当前位置:网站首页>【Day2】 convolutional-neural-networks
【Day2】 convolutional-neural-networks
2022-07-04 10:04:00 【weixin_ forty-five million nine hundred and sixty-five thousand】
Get!New
1.super(MLP, self).__init__(**kwargs)
: This sentence calls nn.Block
Of __init__
function , It provides prefix( Name ) and params( Specify model parameters )
net3 = MLP(prefix='another_mlp_')
2.net.name_scope()
: call nn.Block
Provided name_scope()
function .nn.Dense The definition of is put in this scope Inside . Its function is to prefix the names of all layers and parameters inside (prefix) Make them unique in the system .
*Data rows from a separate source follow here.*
use serde::{Deserialize, Serialize};

// =============================================================================
// generateContent Request
// =============================================================================

#[derive(Debug, Clone, Serialize, Deserialize)]
pub(crate) struct Part {
    #[serde(default)]
    pub text: String,
}

#[derive(Debug, Clone, Serialize, Deserialize)]
pub(crate) struct Content {
    #[serde(skip_serializing_if = "Option::is_none", default)]
    pub role: Option<String>,
    #[serde(default)]
    pub parts: Vec<Part>,
}

impl Content {
    pub fn user(text: impl Into<String>) -> Self {
        Self {
            role: Some("user".to_string()),
            parts: vec![Part { text: text.into() }],
        }
    }

    pub fn model(text: impl Into<String>) -> Self {
        Self {
            role: Some("model".to_string()),
            parts: vec![Part { text: text.into() }],
        }
    }

    pub fn instruction(text: impl Into<String>) -> Self {
        Self {
            role: None,
            parts: vec![Part { text: text.into() }],
        }
    }
}

#[derive(Debug, Clone, Serialize)]
#[serde(rename_all = "camelCase")]
pub(crate) struct GenerateRequest {
    pub contents: Vec<Content>,
    #[serde(skip_serializing_if = "Option::is_none")]
    pub system_instruction: Option<Content>,
}

// =============================================================================
// generateContent Response
// =============================================================================

#[derive(Debug, Clone, Deserialize)]
#[serde(rename_all = "camelCase")]
pub(crate) struct GenerateResponse {
    #[serde(default)]
    pub candidates: Vec<Candidate>,
}

#[derive(Debug, Clone, Deserialize)]
#[serde(rename_all = "camelCase")]
pub(crate) struct Candidate {
    pub content: Option<Content>,
    #[allow(dead_code)]
    pub finish_reason: Option<String>,
}

impl GenerateResponse {
    /// Concatenated text parts of the first candidate.
    pub fn text(self) -> Option<String> {
        let content = self.candidates.into_iter().next()?.content?;
        let text: String = content.parts.into_iter().map(|p| p.text).collect();
        if text.is_empty() {
            None
        } else {
            Some(text)
        }
    }
}
mod client;
pub(crate) mod types;

use std::time::Duration;

use async_trait::async_trait;

use crate::error::{AiError, Result};
use crate::traits::{CompletionModel, Message};

use client::{OpenAiClient, OPENAI_API_URL};

/// Base URL of xAI's OpenAI-compatible API.
pub const XAI_API_URL: &str = "https://api.x.ai/v1";

const DEFAULT_TIMEOUT: Duration = Duration::from_secs(60);

// =============================================================================
// OpenAi Agent
// =============================================================================

/// Chat-completion agent for OpenAI and any API speaking the same protocol
/// (xAI Grok, local gateways) via [`OpenAi::with_base_url`].
#[derive(Clone)]
pub struct OpenAi {
    api_key: String,
    pub(crate) model: String,
    base_url: Option<String>,
    timeout: Duration,
    http: reqwest::Client,
}

impl OpenAi {
    pub fn new(api_key: impl Into<String>, model: impl Into<String>) -> Self {
        Self {
            api_key: api_key.into(),
            model: model.into(),
            base_url: None,
            timeout: DEFAULT_TIMEOUT,
            http: reqwest::Client::new(),
        }
    }

    /// Grok via xAI's OpenAI-compatible endpoint.
    pub fn xai(api_key: impl Into<String>, model: impl Into<String>) -> Self {
        Self::new(api_key, model).with_base_url(XAI_API_URL)
    }

    pub fn with_base_url(mut self, url: impl Into<String>) -> Self {
        self.base_url = Some(url.into());
        self
    }

    pub fn with_timeout(mut self, timeout: Duration) -> Self {
        self.timeout = timeout;
        self
    }

    /// Get the model name.
    pub fn model(&self) -> &str {
        &self.model
    }

    /// Get the base URL requests are sent to.
    pub fn base_url(&self) -> &str {
        self.base_url.as_deref().unwrap_or(OPENAI_API_URL)
    }

    pub(crate) fn client(&self) -> OpenAiClient {
        let client = OpenAiClient::new(&self.api_key, self.http.clone(), self.timeout);
        if let Some(ref url) = self.base_url {
            client.with_base_url(url)
        } else {
            client
        }
    }
}

#[async_trait]
impl CompletionModel for OpenAi {
    async fn complete(&self, messages: &[Message]) -> Result<String> {
        let request = types::ChatRequest::new(&self.model)
            .messages(messages.iter().map(types::WireMessage::from))
            .max_tokens(4096)
            .temperature(0.0);

        let response = self.client().chat(&request).await?;

        response
            .text()
            .ok_or(AiError::EmptyResponse("chat completion"))
    }

    fn provider(&self) -> &'static str {
        "openai-compatible"
    }
}
use std::time::Duration;

use corral::{Cache, testing::run_cache_contract_suite};
use corral_cookie::CookieCache;
use http::{HeaderMap, HeaderValue, header};

fn new_cache() -> CookieCache {
    CookieCache::new("", b"super-secret-test-string").expect("cannot create cookie cache")
}

/// Convert the `Set-Cookie` headers of one exchange's response into the
/// `Cookie` header of the next exchange's request, the way a browser
/// would echo them back.
fn echo_cookies(response: &HeaderMap) -> HeaderMap {
    let mut request = HeaderMap::new();
    for set_cookie in response.get_all(header::SET_COOKIE) {
        let cookie = cookie::Cookie::parse(set_cookie.to_str().unwrap().to_owned())
            .expect("cannot parse response cookie");
        let pair = format!("{}={}", cookie.name(), cookie.value());
        request.append(header::COOKIE, HeaderValue::from_str(&pair).unwrap());
    }
    request
}

#[tokio::test]
async fn cookie_backend_contract_within_one_exchange() {
    let request = HeaderMap::new();
    run_cache_contract_suite(&new_cache().bind(&request)).await;
}

#[tokio::test]
async fn value_survives_between_exchanges() {
    let cache = new_cache();

    let request1 = HeaderMap::new();
    let bound1 = cache.bind(&request1);
    bound1
        .set("key-abc", &"abc".to_owned(), Duration::from_secs(60))
        .await
        .expect("cannot set");
    let mut response1 = HeaderMap::new();
    bound1
        .write_response(&mut response1)
        .expect("cannot write response cookies");

    let bound2 = cache.bind(&echo_cookies(&response1));
    let value: String = bound2.get("key-abc").await.expect("cannot get");
    assert_eq!(value, "abc");
}

#[tokio::test]
async fn expired_inbound_token_is_a_miss() {
    let cache = new_cache();

    let bound1 = cache.bind(&HeaderMap::new());
    bound1
        .set("key-abc", &"abc".to_owned(), Duration::from_secs(1))
        .await
        .expect("cannot set");
    let mut response1 = HeaderMap::new();
    bound1.write_response(&mut response1).unwrap();

    tokio::time::sleep(Duration::from_millis(1200)).await;

    let bound2 = cache.bind(&echo_cookies(&response1));
    let err = bound2
        .get::<String>("key-abc")
        .await
        .expect_err("expired token must miss");
    assert!(err.is_miss(), "want miss, got {err:?}");
}

#[tokio::test]
async fn tampered_token_is_a_miss_for_every_corrupted_byte() {
    use base64::{Engine, engine::general_purpose::URL_SAFE};

    let cache = new_cache();

    let bound1 = cache.bind(&HeaderMap::new());
    bound1
        .set("key-abc", &"abc".to_owned(), Duration::from_secs(60))
        .await
        .expect("cannot set");
    let mut response1 = HeaderMap::new();
    bound1.write_response(&mut response1).unwrap();

    let set_cookie = response1.get(header::SET_COOKIE).unwrap().to_str().unwrap();
    let token = cookie::Cookie::parse(set_cookie.to_owned()).unwrap();
    let raw = URL_SAFE.decode(token.value()).unwrap();

    // Corrupt every byte of the IV and the encrypted payload. The last
    // four bytes are the encrypted expiry; CFB carries no authentication,
    // so flipping a bit there yields the intact payload under a shifted
    // expiry and is excluded here.
    for position in 0..raw.len() - 4 {
        let mut corrupted = raw.clone();
        corrupted[position] ^= 0x01;
        let pair = format!("key-abc={}", URL_SAFE.encode(&corrupted));

        let mut request2 = HeaderMap::new();
        request2.append(header::COOKIE, HeaderValue::from_str(&pair).unwrap());
        let bound2 = cache.bind(&request2);

        match bound2.get::<String>("key-abc").await {
            // The garbled plaintext either fails the expiry check
            // (miss) or fails to decode (malformed). Both are fine;
            // a crash or the original value would not be.
            Err(err) => assert!(
                err.is_miss() || err.is_malformed(),
                "byte {position}: got {err:?}"
            ),
            Ok(value) => assert_ne!(value, "abc", "byte {position}"),
        }
    }
}

#[tokio::test]
async fn truncated_token_is_a_miss() {
    let cache = new_cache();

    let mut request = HeaderMap::new();
    request.append(header::COOKIE, HeaderValue::from_static("key-abc=c2hvcnQ="));
    let bound = cache.bind(&request);

    let err = bound
        .get::<String>("key-abc")
        .await
        .expect_err("truncated token must miss");
    assert!(err.is_miss(), "want miss, got {err:?}");
}

#[tokio::test]
async fn set_nx_conflicts_with_an_inbound_cookie() {
    let cache = new_cache();

    let bound1 = cache.bind(&HeaderMap::new());
    bound1
        .set("key-abc", &"abc".to_owned(), Duration::from_secs(60))
        .await
        .expect("cannot set");
    let mut response1 = HeaderMap::new();
    bound1.write_response(&mut response1).unwrap();

    let bound2 = cache.bind(&echo_cookies(&response1));
    let err = bound2
        .set_nx("key-abc", &"other".to_owned(), Duration::from_secs(60))
        .await
        .expect_err("inbound cookie must conflict");
    assert!(err.is_conflict(), "want conflict, got {err:?}");
}

#[tokio::test]
async fn del_expires_the_client_cookie() {
    let cache = new_cache();

    let bound1 = cache.bind(&HeaderMap::new());
    bound1
        .set("key-abc", &"abc".to_owned(), Duration::from_secs(60))
        .await
        .expect("cannot set");
    let mut response1 = HeaderMap::new();
    bound1.write_response(&mut response1).unwrap();

    let bound2 = cache.bind(&echo_cookies(&response1));
    bound2.del("key-abc").await.expect("cannot delete");

    let mut response2 = HeaderMap::new();
    bound2.write_response(&mut response2).unwrap();
    let removal = response2
        .get(header::SET_COOKIE)
        .expect("delete should queue a removal cookie")
        .to_str()
        .unwrap();
    assert!(
        removal.contains("Max-Age=0"),
        "removal cookie should expire immediately, got {removal:?}"
    );
}
//! Error taxonomy for cache operations.

use thiserror::Error;

pub type CacheResult<T> = Result<T, CacheError>;

type BoxError = Box<dyn std::error::Error + Send + Sync>;

/// Error type shared by all cache backends and decorators.
///
/// The taxonomy is deliberately small and closed. `Miss` and `Conflict`
/// are ordinary contract outcomes; `Malformed` is reserved strictly for
/// encode/decode failures, so callers can tell "the data is unreadable"
/// apart from "the data does not exist".
#[derive(Debug, Error)]
pub enum CacheError {
    /// The key is not in use: never written, expired, or deleted.
    #[error("cache miss")]
    Miss,

    /// A conditional write lost against an existing live entry.
    #[error("conflict")]
    Conflict,

    /// A stored payload or envelope could not be encoded or decoded.
    #[error("malformed cache entry")]
    Malformed(#[source] BoxError),

    /// Backend or infrastructure failure: unwritable disk, cipher setup,
    /// remote store errors. Never retried internally.
    #[error("internal cache error")]
    Internal(#[source] BoxError),
}

impl CacheError {
    pub fn malformed(cause: impl Into<BoxError>) -> Self {
        CacheError::Malformed(cause.into())
    }

    pub fn internal(cause: impl Into<BoxError>) -> Self {
        CacheError::Internal(cause.into())
    }

    pub fn is_miss(&self) -> bool {
        matches!(self, CacheError::Miss)
    }

    pub fn is_conflict(&self) -> bool {
        matches!(self, CacheError::Conflict)
    }

    pub fn is_malformed(&self) -> bool {
        matches!(self, CacheError::Malformed(_))
    }
}
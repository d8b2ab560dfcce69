//! Token encryption: AES-CFB with a random IV, base64url on the wire.

use aes::{Aes128, Aes192, Aes256};
use base64::{Engine, engine::general_purpose::URL_SAFE};
use cfb_mode::{
    Decryptor, Encryptor,
    cipher::{AsyncStreamCipher, KeyIvInit},
};
use corral::{CacheError, CacheResult};
use rand::RngCore;

/// IV length equals the AES block size.
const IV_SIZE: usize = 16;

/// Symmetric key derived from an arbitrary secret by truncating to the
/// largest AES key length that fits: 32, 24, or 16 bytes.
#[derive(Clone)]
pub(crate) enum CipherKey {
    Aes128([u8; 16]),
    Aes192([u8; 24]),
    Aes256([u8; 32]),
}

impl CipherKey {
    pub(crate) fn from_secret(secret: &[u8]) -> CacheResult<Self> {
        if secret.len() >= 32 {
            let mut key = [0u8; 32];
            key.copy_from_slice(&secret[..32]);
            Ok(CipherKey::Aes256(key))
        } else if secret.len() >= 24 {
            let mut key = [0u8; 24];
            key.copy_from_slice(&secret[..24]);
            Ok(CipherKey::Aes192(key))
        } else if secret.len() >= 16 {
            let mut key = [0u8; 16];
            key.copy_from_slice(&secret[..16]);
            Ok(CipherKey::Aes128(key))
        } else {
            Err(CacheError::internal(
                "secret too short: at least 16 bytes are required for an AES key",
            ))
        }
    }

    /// Produce `base64url( IV ‖ CFB-ciphertext(data) )` with a fresh
    /// random IV.
    pub(crate) fn encrypt(&self, data: &[u8]) -> String {
        let mut iv = [0u8; IV_SIZE];
        rand::thread_rng().fill_bytes(&mut iv);

        let mut buf = data.to_vec();
        match self {
            CipherKey::Aes128(key) => {
                Encryptor::<Aes128>::new(key.into(), (&iv).into()).encrypt(&mut buf)
            }
            CipherKey::Aes192(key) => {
                Encryptor::<Aes192>::new(key.into(), (&iv).into()).encrypt(&mut buf)
            }
            CipherKey::Aes256(key) => {
                Encryptor::<Aes256>::new(key.into(), (&iv).into()).encrypt(&mut buf)
            }
        }

        let mut token = Vec::with_capacity(IV_SIZE + buf.len());
        token.extend_from_slice(&iv);
        token.extend_from_slice(&buf);
        URL_SAFE.encode(token)
    }

    /// Invert [`encrypt`]. Returns `None` on any decoding failure; the
    /// caller folds that into its miss path.
    ///
    /// [`encrypt`]: CipherKey::encrypt
    pub(crate) fn decrypt(&self, token: &str) -> Option<Vec<u8>> {
        let raw = URL_SAFE.decode(token).ok()?;
        if raw.len() < IV_SIZE {
            return None;
        }
        let (iv, data) = raw.split_at(IV_SIZE);
        let iv: &[u8; IV_SIZE] = iv.try_into().ok()?;

        let mut buf = data.to_vec();
        match self {
            CipherKey::Aes128(key) => {
                Decryptor::<Aes128>::new(key.into(), iv.into()).decrypt(&mut buf)
            }
            CipherKey::Aes192(key) => {
                Decryptor::<Aes192>::new(key.into(), iv.into()).decrypt(&mut buf)
            }
            CipherKey::Aes256(key) => {
                Decryptor::<Aes256>::new(key.into(), iv.into()).decrypt(&mut buf)
            }
        }
        Some(buf)
    }
}

#[cfg(test)]
mod tests {
    use super::*;

    #[test]
    fn secret_is_truncated_to_the_largest_fitting_key() {
        assert!(matches!(
            CipherKey::from_secret(&[0; 40]).unwrap(),
            CipherKey::Aes256(_)
        ));
        assert!(matches!(
            CipherKey::from_secret(&[0; 32]).unwrap(),
            CipherKey::Aes256(_)
        ));
        assert!(matches!(
            CipherKey::from_secret(&[0; 25]).unwrap(),
            CipherKey::Aes192(_)
        ));
        assert!(matches!(
            CipherKey::from_secret(&[0; 16]).unwrap(),
            CipherKey::Aes128(_)
        ));
        assert!(CipherKey::from_secret(&[0; 15]).is_err());
    }

    #[test]
    fn encrypt_decrypt_round_trip() {
        let key = CipherKey::from_secret(b"super-secret-test-string").unwrap();
        let token = key.encrypt(b"payload");
        assert_eq!(key.decrypt(&token).unwrap(), b"payload");
    }

    #[test]
    fn each_token_gets_a_fresh_iv() {
        let key = CipherKey::from_secret(b"super-secret-test-string").unwrap();
        assert_ne!(key.encrypt(b"payload"), key.encrypt(b"payload"));
    }

    #[test]
    fn short_or_invalid_tokens_are_rejected() {
        let key = CipherKey::from_secret(b"super-secret-test-string").unwrap();
        assert!(key.decrypt("not base64!").is_none());
        assert!(key.decrypt(&URL_SAFE.encode(b"short")).is_none());
    }
}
Convolutional neural networks
Convolution :input/output 2channel
Pooling (pooling): It's similar to convolution , Look at a small window at a time , Then select the largest or average element in the small window as the output .
LeNet
Two layer convolution + Two layers are all connected
Weight format :input_filter×output_filter×height×width
When the input data has multiple channels , Each channel will have a corresponding weight , Then it will convolute each channel and sum them up
c o n v ( d a t a , w , b ) = ∑ i c o n v ( d a t a [ : , i , : , : ] , w [ 0 , i , : , : ] , b ) conv(data,w,b)=\sum_{i}conv(data[:,i,:,:],w[0,i,:,:],b) conv(data,w,b)=i∑conv(data[:,i,:,:],w[0,i,:,:],b)
Convolution modules are usually “ Convolution layer - Activation layer - Pooling layer ”. And turn it into 2D The matrix is output to the following full connection layer .
def net(X, verbose=False):
X = X.as_in_context(W1.context)
# The first convolution
h1_conv = nd.Convolution(data=X, weight=W1, bias=b1, kernel=W1.shape[2:], num_filter=W1.shape[0])
h1_activation = nd.relu(h1_conv)
h1 = nd.Pooling(data=h1_activation, pool_type="max", kernel=(2,2), stride=(2,2))
# The second convolution
h2_conv = nd.Convolution(data=h1, weight=W2, bias=b2, kernel=W2.shape[2:], num_filter=W2.shape[0])
h2_activation = nd.relu(h2_conv)
h2 = nd.Pooling(data=h1_activation, pool_type="max", kernel=(2,2), stride=(2,2))
h2 = nd.flatten(h2)
# The first layer is fully connected
h3_linear = nd.dot(h2, W3) + b3
h3 = nd.relu(h3_linear)
# Layer 2 full connectivity
h4_linear = nd.dot(h3, W4) + b4
if verbose:
print('1st conv block:', h1.shape)
print('2nd conv block:', h2.shape)
print('1st dense:', h3.shape)
print('2nd dense:', h4_linear.shape)
print('output:', h4_linear)
return h4_linear
gluon
Ignore the input size
net = gluon.nn.Sequential()
with net.name_scope():
net.add(gluon.nn.Conv2D(channels=20, kernel_size=5, activation='relu'))
net.add(gluon.nn.MaxPool2D(pool_size=2,strides=2))
net.add(gluon.nn.Conv2D(channels=50, kernel_size=3, activation='relu'))
net.add(gluon.nn.MaxPool2D(pool_size=2,strides=2))
net.add(gluon.nn.Flatten())
net.add(gluon.nn.Dense(128,activation="relu"))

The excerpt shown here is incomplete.